___ Input material ___
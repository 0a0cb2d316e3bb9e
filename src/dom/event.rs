//! Native DOM events dispatched into the page.
//!
//! Only standard event types are ever produced; third-party listeners
//! expect exactly these shapes.
//!
//! # Event Types
//!
//! | Kind | Type string | Bubbles | Cancelable | Payload |
//! |------|-------------|---------|------------|---------|
//! | [`EventKind::Input`] | `input` | yes | no | none |
//! | [`EventKind::Change`] | `change` | yes | no | none |
//! | [`EventKind::DragEnter`] | `dragenter` | yes | yes | [`DataTransfer`] |
//! | [`EventKind::DragOver`] | `dragover` | yes | yes | [`DataTransfer`] |
//! | [`EventKind::Drop`] | `drop` | yes | yes | [`DataTransfer`] |

// ============================================================================
// Imports
// ============================================================================

use std::fmt;

use serde::{Deserialize, Serialize};

use crate::capture::CaptureFile;
use crate::identifiers::TransferId;

// ============================================================================
// EventKind
// ============================================================================

/// Standard event type names used by injection.
#[derive(Debug, Clone, Copy, PartialEq, Eq, Hash, Serialize, Deserialize)]
#[serde(rename_all = "lowercase")]
pub enum EventKind {
    /// `input`
    Input,
    /// `change`
    Change,
    /// `dragenter`
    DragEnter,
    /// `dragover`
    DragOver,
    /// `drop`
    Drop,
}

impl EventKind {
    /// Drag-family events in dispatch order.
    pub const DRAG_SEQUENCE: [EventKind; 3] = [Self::DragEnter, Self::DragOver, Self::Drop];

    /// Returns the DOM event type string.
    #[must_use]
    pub const fn as_str(self) -> &'static str {
        match self {
            Self::Input => "input",
            Self::Change => "change",
            Self::DragEnter => "dragenter",
            Self::DragOver => "dragover",
            Self::Drop => "drop",
        }
    }

    /// Returns `true` for the drag-and-drop family.
    #[inline]
    #[must_use]
    pub const fn is_drag(self) -> bool {
        matches!(self, Self::DragEnter | Self::DragOver | Self::Drop)
    }
}

impl fmt::Display for EventKind {
    fn fmt(&self, f: &mut fmt::Formatter<'_>) -> fmt::Result {
        f.write_str(self.as_str())
    }
}

// ============================================================================
// DataTransfer
// ============================================================================

/// File-payload container carried by drag events or assigned to inputs.
///
/// Each instance has its own [`TransferId`]. Some pages consume the
/// container on first read, so one instance is never shared between events.
#[derive(Debug, Clone, PartialEq, Eq)]
pub struct DataTransfer {
    id: TransferId,
    files: Vec<CaptureFile>,
}

impl DataTransfer {
    /// Creates a container holding `files`.
    #[must_use]
    pub fn new(files: Vec<CaptureFile>) -> Self {
        Self {
            id: TransferId::generate(),
            files,
        }
    }

    /// Returns this container's id.
    #[inline]
    #[must_use]
    pub fn id(&self) -> TransferId {
        self.id
    }

    /// Returns the file list.
    #[inline]
    #[must_use]
    pub fn files(&self) -> &[CaptureFile] {
        &self.files
    }

    /// Returns the advertised data types (`Files` when non-empty).
    #[must_use]
    pub fn types(&self) -> &'static [&'static str] {
        if self.files.is_empty() { &[] } else { &["Files"] }
    }
}

// ============================================================================
// DomEvent
// ============================================================================

/// An event ready for dispatch.
#[derive(Debug, Clone, PartialEq, Eq, Serialize)]
pub struct DomEvent {
    /// Event type.
    #[serde(rename = "type")]
    pub kind: EventKind,

    /// Propagates to ancestors.
    pub bubbles: bool,

    /// Listeners may call `preventDefault`.
    pub cancelable: bool,

    /// Crosses shadow boundaries while bubbling.
    pub composed: bool,

    /// Payload for drag events.
    #[serde(skip)]
    pub data_transfer: Option<DataTransfer>,
}

impl DomEvent {
    /// Bubbling `input` event.
    #[must_use]
    pub fn input() -> Self {
        Self {
            kind: EventKind::Input,
            bubbles: true,
            cancelable: false,
            composed: true,
            data_transfer: None,
        }
    }

    /// Bubbling `change` event.
    #[must_use]
    pub fn change() -> Self {
        Self {
            kind: EventKind::Change,
            bubbles: true,
            cancelable: false,
            composed: false,
            data_transfer: None,
        }
    }

    /// Bubbling, cancelable drag-family event carrying `transfer`.
    #[must_use]
    pub fn drag(kind: EventKind, transfer: DataTransfer) -> Self {
        debug_assert!(kind.is_drag());
        Self {
            kind,
            bubbles: true,
            cancelable: true,
            composed: true,
            data_transfer: Some(transfer),
        }
    }
}

// ============================================================================
// Tests
// ============================================================================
___
Sift the data above for lines with "Some", then copy each one.

/// Each instance has its own [`TransferId`]. Some pages consume the
            data_transfer: Some(transfer),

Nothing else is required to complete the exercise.